Objectively surveying the global environment, one can surmise that today’s leveraged speculations are financing gross and unsustainable distortions (including U.S. over-consumption and global asset inflation). This implies especially weak underlying Credit instrument fundamentals, basically a non-issue back in 1998. To what degree leveraged speculations have been financing our Current Account Deficit is unknown, but this could prove to be a huge issue in the event of a currency market disruption. One can envisage a scenario where the Fed’s best intention of supporting the marketplace in providing Credit to “worthy borrowers,” is undermined by the deteriorating view of U.S. creditworthiness. There is a huge risk associated with financing serial current account deficits and asset inflation with market-based leveraged speculations. To be sure, U.S. imbalances and policymaking are certainly held in much less regard these days.

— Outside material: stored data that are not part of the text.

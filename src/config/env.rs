//! Typed environment lookups.

use crate::{Error, ErrorContext, Result};
use std::collections::HashMap;
use std::fmt;
use std::sync::Arc;

type Lookup = Arc<dyn Fn(&str) -> Option<String> + Send + Sync>;

/// Reads typed values from a key/value source (the process environment by default).
#[derive(Clone)]
pub struct EnvReader {
    lookup: Lookup,
}

impl EnvReader {
    /// Reader over `std::env`.
    pub fn from_process() -> Self {
        Self {
            lookup: Arc::new(|key| std::env::var(key).ok()),
        }
    }

    /// Reader over a fixed map; used by tests and embedders.
    pub fn from_map(vars: HashMap<String, String>) -> Self {
        Self {
            lookup: Arc::new(move |key| vars.get(key).cloned()),
        }
    }

    /// Reader where every key is missing.
    pub fn empty() -> Self {
        Self::from_map(HashMap::new())
    }

    pub fn from_pairs<'a>(pairs: impl IntoIterator<Item = (&'a str, &'a str)>) -> Self {
        Self::from_map(
            pairs
                .into_iter()
                .map(|(k, v)| (k.to_string(), v.to_string()))
                .collect(),
        )
    }

    pub fn get_str(&self, key: &str) -> Option<String> {
        (self.lookup)(key)
    }

    pub fn get_str_or(&self, key: &str, default: &str) -> String {
        self.get_str(key).unwrap_or_else(|| default.to_string())
    }

    /// Missing or blank values are a configuration error.
    pub fn get_required(&self, key: &str) -> Result<String> {
        match self.get_str(key) {
            Some(v) if !v.trim().is_empty() => Ok(v),
            _ => Err(Error::configuration_with_context(
                "missing required environment variable",
                ErrorContext::new()
                    .with_field_path(key)
                    .with_source("env"),
            )),
        }
    }

    pub fn get_int(&self, key: &str, default: Option<i64>) -> Result<i64> {
        self.parse_with(key, default, "integer")
    }

    pub fn get_float(&self, key: &str, default: Option<f64>) -> Result<f64> {
        self.parse_with(key, default, "float")
    }

    pub fn get_u64_opt(&self, key: &str) -> Result<Option<u64>> {
        match self.get_str(key) {
            None => Ok(None),
            Some(_) => self.parse_with::<u64>(key, None, "unsigned integer").map(Some),
        }
    }

    /// `1`, `true`, `yes` and `on` (any case) are true; any other present value is false.
    pub fn get_bool(&self, key: &str, default: Option<bool>) -> Result<bool> {
        match self.get_str(key) {
            Some(v) => Ok(is_truthy(&v)),
            None => default.ok_or_else(|| missing(key, "boolean")),
        }
    }

    fn parse_with<T: std::str::FromStr>(
        &self,
        key: &str,
        default: Option<T>,
        kind: &str,
    ) -> Result<T> {
        match self.get_str(key) {
            Some(raw) => raw.trim().parse::<T>().map_err(|_| {
                Error::configuration_with_context(
                    format!("environment variable must be a {}", kind),
                    ErrorContext::new()
                        .with_field_path(key)
                        .with_details(format!("got {:?}", raw))
                        .with_source("env"),
                )
            }),
            None => default.ok_or_else(|| missing(key, kind)),
        }
    }
}

fn is_truthy(raw: &str) -> bool {
    matches!(raw.trim().to_lowercase().as_str(), "1" | "true" | "yes" | "on")
}

fn missing(key: &str, kind: &str) -> Error {
    Error::configuration_with_context(
        format!("missing {} environment variable", kind),
        ErrorContext::new().with_field_path(key).with_source("env"),
    )
}

impl Default for EnvReader {
    fn default() -> Self {
        Self::from_process()
    }
}

impl fmt::Debug for EnvReader {
    fn fmt(&self, f: &mut fmt::Formatter<'_>) -> fmt::Result {
        f.debug_struct("EnvReader").finish_non_exhaustive()
    }
}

I will suggest this evening that acute dollar vulnerability is poised to significantly curtail the Bernanke Fed’s flexibility. The ramifications for a policy approach that pushes the Credit system into overdrive to counter financial disruption are different going forward - perhaps much different. The greatest problem for the global financial system currently is enormous and relentless dollar liquidity excess. Inciting Credit growth and risk-taking may very well prove counter-productive, and it is likely that aggressive (1998-style) Fed actions would exacerbate a flight out of dollar securities. A flight from the dollar would only then worsen the deteriorating inflation backdrop. Not only is it possible that the Fed loses the luxury of lowering rates during the next crisis, it may very well be forced at some point to do what other countries are forced to do - raise rates to mitigate a run on its currency.

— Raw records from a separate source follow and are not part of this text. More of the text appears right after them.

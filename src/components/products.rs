//! 商品目录页组件
//!
//! 匿名可浏览；加购物车要求已登录，数量选择在 [1, 库存] 内摆动。
//! 管理员在同一页面看到的是库存增补控件而不是加购按钮。
//! 库存数值通过对商品列表信号的查找渲染，补货后重新加载即生效。

use leptos::prelude::*;
use leptos::task::spawn_local;

use crate::api::use_api;
use crate::components::navbar::Navbar;
use crate::model::Product;
use crate::session::{Role, use_api_failure, use_session};
use crate::toast::use_toast;
use crate::web::route::AppRoute;
use crate::web::router::use_navigate;

/// 购买数量步进，始终停留在 [1, 库存] 区间内
fn step_quantity(current: u32, delta: i32, stock: u32) -> u32 {
    let next = current as i64 + delta as i64;
    next.clamp(1, stock.max(1) as i64) as u32
}

/// 库存增补数量步进，下界为 0
fn step_stock_input(current: u32, delta: i32) -> u32 {
    (current as i64 + delta as i64).max(0) as u32
}

#[component]
pub fn ProductsPage() -> impl IntoView {
    let api = use_api();
    let toast = use_toast();
    let session = use_session();
    let navigate = use_navigate();
    let on_failure = use_api_failure();

    let (products, set_products) = signal(Vec::<Product>::new());

    let role = session.role;
    let has_token = session.has_token_signal();
    let is_admin = move || role.get() == Some(Role::Admin);

    let load = move || async move {
        match api.products().await {
            Ok(list) => set_products.set(list),
            Err(err) => on_failure(err, "Failed to load products"),
        }
    };
    Effect::new(move |_| spawn_local(load()));

    let require_login = move || {
        toast.error("Please login to continue");
        navigate(AppRoute::Login);
    };

    view! {
        <Navbar />

        <div class=move || {
            if is_admin() { "page admin-products-page" } else { "page" }
        }>
            <h2>"Products"</h2>

            <For each=move || products.get() key=|p| p.id let:product>
                {
                    let id = product.id;
                    let name = product.name.clone();
                    let qty = RwSignal::new(1u32);
                    let stock_input = RwSignal::new(0u32);

                    // 库存从列表信号查找，补货重载后这一行自动更新
                    let stock = move || {
                        products
                            .get()
                            .iter()
                            .find(|p| p.id == id)
                            .map(|p| p.stock)
                            .unwrap_or(0)
                    };

                    let inc = move |_| {
                        if !has_token.get_untracked() {
                            require_login();
                            return;
                        }
                        let limit = stock();
                        qty.update(|q| *q = step_quantity(*q, 1, limit));
                    };

                    let dec = move |_| {
                        if !has_token.get_untracked() {
                            require_login();
                            return;
                        }
                        let limit = stock();
                        qty.update(|q| *q = step_quantity(*q, -1, limit));
                    };

                    let on_add = move |_| {
                        if !has_token.get_untracked() {
                            require_login();
                            return;
                        }
                        let quantity = qty.get_untracked();
                        spawn_local(async move {
                            match api.add_to_cart(id, quantity).await {
                                Ok(()) => toast.success("Added to cart"),
                                Err(err) => on_failure(err, "Failed to add to cart"),
                            }
                        });
                    };

                    let on_update_stock = move |_| {
                        let quantity = stock_input.get_untracked();
                        if quantity == 0 {
                            toast.warning("Stock value must be greater than 0");
                            return;
                        }
                        spawn_local(async move {
                            match api.update_stock(id, quantity).await {
                                Ok(()) => {
                                    toast.success("Stock updated");
                                    stock_input.set(0);
                                    load().await;
                                }
                                Err(err) => on_failure(err, "Failed to update stock"),
                            }
                        });
                    };

                    view! {
                        <div class="product-card products-layout">
                            <div class="product-left">
                                {product
                                    .image_url
                                    .clone()
                                    .map(|url| {
                                        view! {
                                            <img
                                                src=url
                                                alt=name.clone()
                                                class="product-image"
                                            />
                                        }
                                    })}

                                <p class=move || {
                                    if stock() > 0 { "stock in-stock" } else { "stock out-stock" }
                                }>
                                    {move || {
                                        let s = stock();
                                        if s > 0 {
                                            format!("In stock : {}", s)
                                        } else {
                                            "Out of stock".to_string()
                                        }
                                    }}
                                </p>

                                <Show when=move || !is_admin()>
                                    <div class="user-qty">
                                        <button on:click=dec>"−"</button>
                                        <strong>{move || qty.get()}</strong>
                                        <button on:click=inc>"+"</button>
                                    </div>
                                </Show>

                                <Show when=is_admin>
                                    <div class="admin-stock-row">
                                        <strong>"Add stock"</strong>
                                        <button on:click=move |_| {
                                            stock_input.update(|v| *v = step_stock_input(*v, -1))
                                        }>"−"</button>
                                        <span>{move || stock_input.get()}</span>
                                        <button on:click=move |_| {
                                            stock_input.update(|v| *v = step_stock_input(*v, 1))
                                        }>"+"</button>
                                    </div>
                                </Show>
                            </div>

                            <div class="product-right">
                                <div class="product-title">
                                    {product.name.clone()}
                                    {product
                                        .color
                                        .clone()
                                        .map(|color| {
                                            view! {
                                                <span class="product-color">
                                                    " (" {color} ")"
                                                </span>
                                            }
                                        })}
                                </div>

                                <div class="product-specs">
                                    {product.ram.clone().map(|v| view! { <div>"• RAM: " {v}</div> })}
                                    {product
                                        .storage
                                        .clone()
                                        .map(|v| view! { <div>"• Storage: " {v}</div> })}
                                    {product
                                        .display
                                        .clone()
                                        .map(|v| view! { <div>"• Display: " {v}</div> })}
                                    {product
                                        .camera
                                        .clone()
                                        .map(|v| view! { <div>"• Camera: " {v}</div> })}
                                    {product
                                        .processor
                                        .clone()
                                        .map(|v| view! { <div>"• Processor: " {v}</div> })}
                                </div>

                                <div class="product-price-lg">{format!("₹{}", product.price)}</div>

                                <Show when=move || !is_admin()>
                                    <button
                                        class="add-cart-btn small"
                                        disabled=move || stock() == 0
                                        on:click=on_add
                                    >
                                        "Add to Cart"
                                    </button>
                                </Show>

                                <Show when=is_admin>
                                    <button class="add-cart-btn wide" on:click=on_update_stock>
                                        "Update Stock"
                                    </button>
                                </Show>
                            </div>
                        </div>
                    }
                }
            </For>
        </div>
    }
}

#[cfg(test)]
mod tests {
    use super::*;

    #[test]
    fn test_quantity_clamped_to_stock_range() {
        assert_eq!(step_quantity(1, 1, 5), 2);
        assert_eq!(step_quantity(5, 1, 5), 5);
        assert_eq!(step_quantity(2, -1, 5), 1);
        assert_eq!(step_quantity(1, -1, 5), 1);
    }

    #[test]
    fn test_quantity_stays_at_one_for_empty_stock() {
        assert_eq!(step_quantity(1, 1, 0), 1);
        assert_eq!(step_quantity(1, -1, 0), 1);
    }

    #[test]
    fn test_stock_input_floors_at_zero() {
        assert_eq!(step_stock_input(0, -1), 0);
        assert_eq!(step_stock_input(0, 1), 1);
        assert_eq!(step_stock_input(3, -1), 2);
    }
}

Perhaps we’ve already been somewhat privy to the backdrop for the next crisis: a sinking dollar, spiking metals prices, surging crude, and rising global bond yields. A scenario where marketplace dislocation manifests first in the currency markets (with a faltering dollar) is as reasonable as it would be problematic. Here, one would assume that the Fed’s proven modus operandi of adding liquidity, cutting rates, and inciting more Credit and liquidity would be only counter-productive. And, as we have witnessed, the nature and consequence of current leveraged speculation are more unsettling than those preceding 1998. Today’s inflationary backdrop nurtures destabilizing speculative leveraging in all the “un-dollar” markets – certainly including the emerging markets and commodities. This creates a highly unstable situation prone to myriad and recurring Bubbles, volatility and busts. Accordingly, the characteristics of the underlying debt instruments are problematic and increasingly susceptible to wild price gyrations.

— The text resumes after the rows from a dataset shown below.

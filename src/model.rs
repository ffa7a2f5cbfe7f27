//! 数据模型模块
//!
//! 所有实体都是服务端响应的只读投影：客户端不持久化它们（会话除外）。
//! 服务端可能省略的字段一律显式建模为 `Option`，"字段缺失"是一等情况，
//! 而不是偶然的兜底。状态字段保持为不透明字符串，具体取值的分支逻辑
//! 集中在 `order_view` 模块。

use serde::{Deserialize, Serialize};

// =========================================================
// 响应实体 (Server Projections)
// =========================================================

#[derive(Debug, Clone, PartialEq, Deserialize)]
#[serde(rename_all = "camelCase")]
pub struct Product {
    pub id: u64,
    pub name: String,
    #[serde(default)]
    pub price: f64,
    #[serde(default)]
    pub stock: u32,
    #[serde(default)]
    pub image_url: Option<String>,
    #[serde(default)]
    pub color: Option<String>,
    #[serde(default)]
    pub ram: Option<String>,
    #[serde(default)]
    pub storage: Option<String>,
    #[serde(default)]
    pub display: Option<String>,
    #[serde(default)]
    pub camera: Option<String>,
    #[serde(default)]
    pub processor: Option<String>,
}

#[derive(Debug, Clone, PartialEq, Deserialize)]
#[serde(rename_all = "camelCase")]
pub struct CartItem {
    pub id: u64,
    #[serde(default)]
    pub quantity: u32,
    pub product: Product,
}

#[derive(Debug, Clone, PartialEq, Deserialize)]
#[serde(rename_all = "camelCase")]
pub struct OrderItem {
    pub id: u64,
    #[serde(default)]
    pub quantity: u32,
    /// 下单时的单价，与商品当前价格无关
    #[serde(default)]
    pub price: f64,
    pub product: Product,
}

/// 用户订单
///
/// 各状态字段是相互独立的枚举串，组合起来决定可用操作（见 `order_view`）。
#[derive(Debug, Clone, PartialEq, Deserialize)]
#[serde(rename_all = "camelCase")]
pub struct Order {
    pub id: u64,
    #[serde(default)]
    pub status: String,
    #[serde(default)]
    pub payment_status: Option<String>,
    #[serde(default)]
    pub payment_method: Option<String>,
    #[serde(default)]
    pub refund_status: Option<String>,
    #[serde(default)]
    pub return_status: Option<String>,
    #[serde(default)]
    pub return_type: Option<String>,
    #[serde(default)]
    pub return_reason: Option<String>,
    #[serde(default)]
    pub total_amount: f64,
    #[serde(default)]
    pub created_at: Option<String>,
    #[serde(default)]
    pub items: Vec<OrderItem>,
}

/// 管理端订单投影
///
/// 后端在不同版本里用过 `orderStatus` 和 `status` 两个字段名，
/// 读取时以 `orderStatus` 优先（见 [`AdminOrder::effective_status`]）。
#[derive(Debug, Clone, PartialEq, Deserialize)]
#[serde(rename_all = "camelCase")]
pub struct AdminOrder {
    pub order_id: u64,
    #[serde(default)]
    pub user_email: Option<String>,
    #[serde(default)]
    pub order_status: Option<String>,
    #[serde(default)]
    pub status: Option<String>,
    #[serde(default)]
    pub payment_status: Option<String>,
    #[serde(default)]
    pub payment_method: Option<String>,
    #[serde(default)]
    pub refund_status: Option<String>,
    #[serde(default)]
    pub return_status: Option<String>,
    #[serde(default)]
    pub return_reason: Option<String>,
    #[serde(default)]
    pub total_amount: f64,
    #[serde(default)]
    pub created_at: Option<String>,
}

impl AdminOrder {
    /// `orderStatus` 优先，缺失时回落到 `status`
    pub fn effective_status(&self) -> &str {
        self.order_status
            .as_deref()
            .or(self.status.as_deref())
            .unwrap_or("")
    }
}

/// 退款单：每个符合条件的已取消+已支付订单至多一条
#[derive(Debug, Clone, PartialEq, Deserialize)]
#[serde(rename_all = "camelCase")]
pub struct Refund {
    pub id: u64,
    #[serde(default)]
    pub order: Option<OrderRef>,
    #[serde(default)]
    pub user_email: Option<String>,
    #[serde(default)]
    pub amount: f64,
    #[serde(default)]
    pub status: String,
}

#[derive(Debug, Clone, PartialEq, Deserialize)]
#[serde(rename_all = "camelCase")]
pub struct OrderRef {
    pub id: u64,
}

/// 退货/换货申请：每个订单至多一条活跃记录
#[derive(Debug, Clone, PartialEq, Deserialize)]
#[serde(rename_all = "camelCase")]
pub struct ReturnRequest {
    pub id: u64,
    #[serde(default)]
    pub order_id: Option<u64>,
    #[serde(default)]
    pub user_email: Option<String>,
    #[serde(rename = "type", default)]
    pub kind: String,
    #[serde(default)]
    pub reason: Option<String>,
    #[serde(default)]
    pub status: String,
    #[serde(default)]
    pub requested_at: Option<String>,
}

/// 分页响应外壳
#[derive(Debug, Clone, PartialEq, Deserialize)]
#[serde(rename_all = "camelCase")]
pub struct Paged<T> {
    #[serde(default = "Vec::new")]
    pub content: Vec<T>,
    #[serde(default)]
    pub total_pages: usize,
}

// =========================================================
// 请求体 (Request Bodies)
// =========================================================

#[derive(Debug, Clone, Serialize)]
pub struct LoginRequest {
    /// email 或用户名，后端统一按 email 字段接收
    pub email: String,
    pub password: String,
}

#[derive(Debug, Clone, PartialEq, Deserialize)]
#[serde(rename_all = "camelCase")]
pub struct LoginResponse {
    pub token: String,
    #[serde(default)]
    pub role: String,
}

#[derive(Debug, Clone, Serialize)]
pub struct RegisterRequest {
    pub name: String,
    pub email: String,
    pub password: String,
}

#[derive(Debug, Clone, Serialize)]
#[serde(rename_all = "camelCase")]
pub struct CheckoutRequest {
    pub cart_item_ids: Vec<u64>,
}

#[derive(Debug, Clone, Serialize)]
#[serde(rename_all = "camelCase")]
pub struct PaymentRequest {
    pub order_id: u64,
    pub payment_method: String,
}

/// 退货/换货申请的类型（请求侧是封闭枚举，响应侧保持字符串）
#[derive(Debug, Clone, Copy, PartialEq, Eq)]
pub enum ReturnKind {
    Return,
    Replacement,
}

impl ReturnKind {
    pub fn as_str(&self) -> &'static str {
        match self {
            ReturnKind::Return => "RETURN",
            ReturnKind::Replacement => "REPLACEMENT",
        }
    }
}

#[cfg(test)]
mod tests;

I read a lot about Bubbles these days: The “energy Bubble”, the “metals Bubble”, the “commodities Bubble”, the “emerging market Bubble”, the “hedge fund Bubble”, and so on. But most of the analysis misses the more salient points. What we’re dealing with – the overriding issue is - The Dollar Liquidity Bubble. The combination of massive Current Account Deficits and outbound (investor and speculator) finance is inundating the financial world, and there is no way short of a major U.S. crisis to rein it in. This liquidity is fueling myriad dramatic global marketplace price inflations – as well as the occasional hiccup - along the way. I don’t view recent pull-backs in these markets as bursting Bubbles because I don’t yet see any change to the nature of underlying dollar liquidity excess.





In conclusion:



May 19 - Dow Jones: “Former Federal Reserve Chairman Alan Greenspan said Thursday that the U.S. is ‘fortunate’ in being able to run large current account deficits, a result of increasingly globalized economies and capital markets. Greenspan said that there has been a ‘large dispersion’ of current account deficits and surpluses across the global economy as developing nations with higher savings rates have begun to catch up economically with their developed-world counterparts. This has created a flow of savings from these developing countries which has allowed the U.S. to comfortably finance the ‘large deficits’ that it has run in recent years.”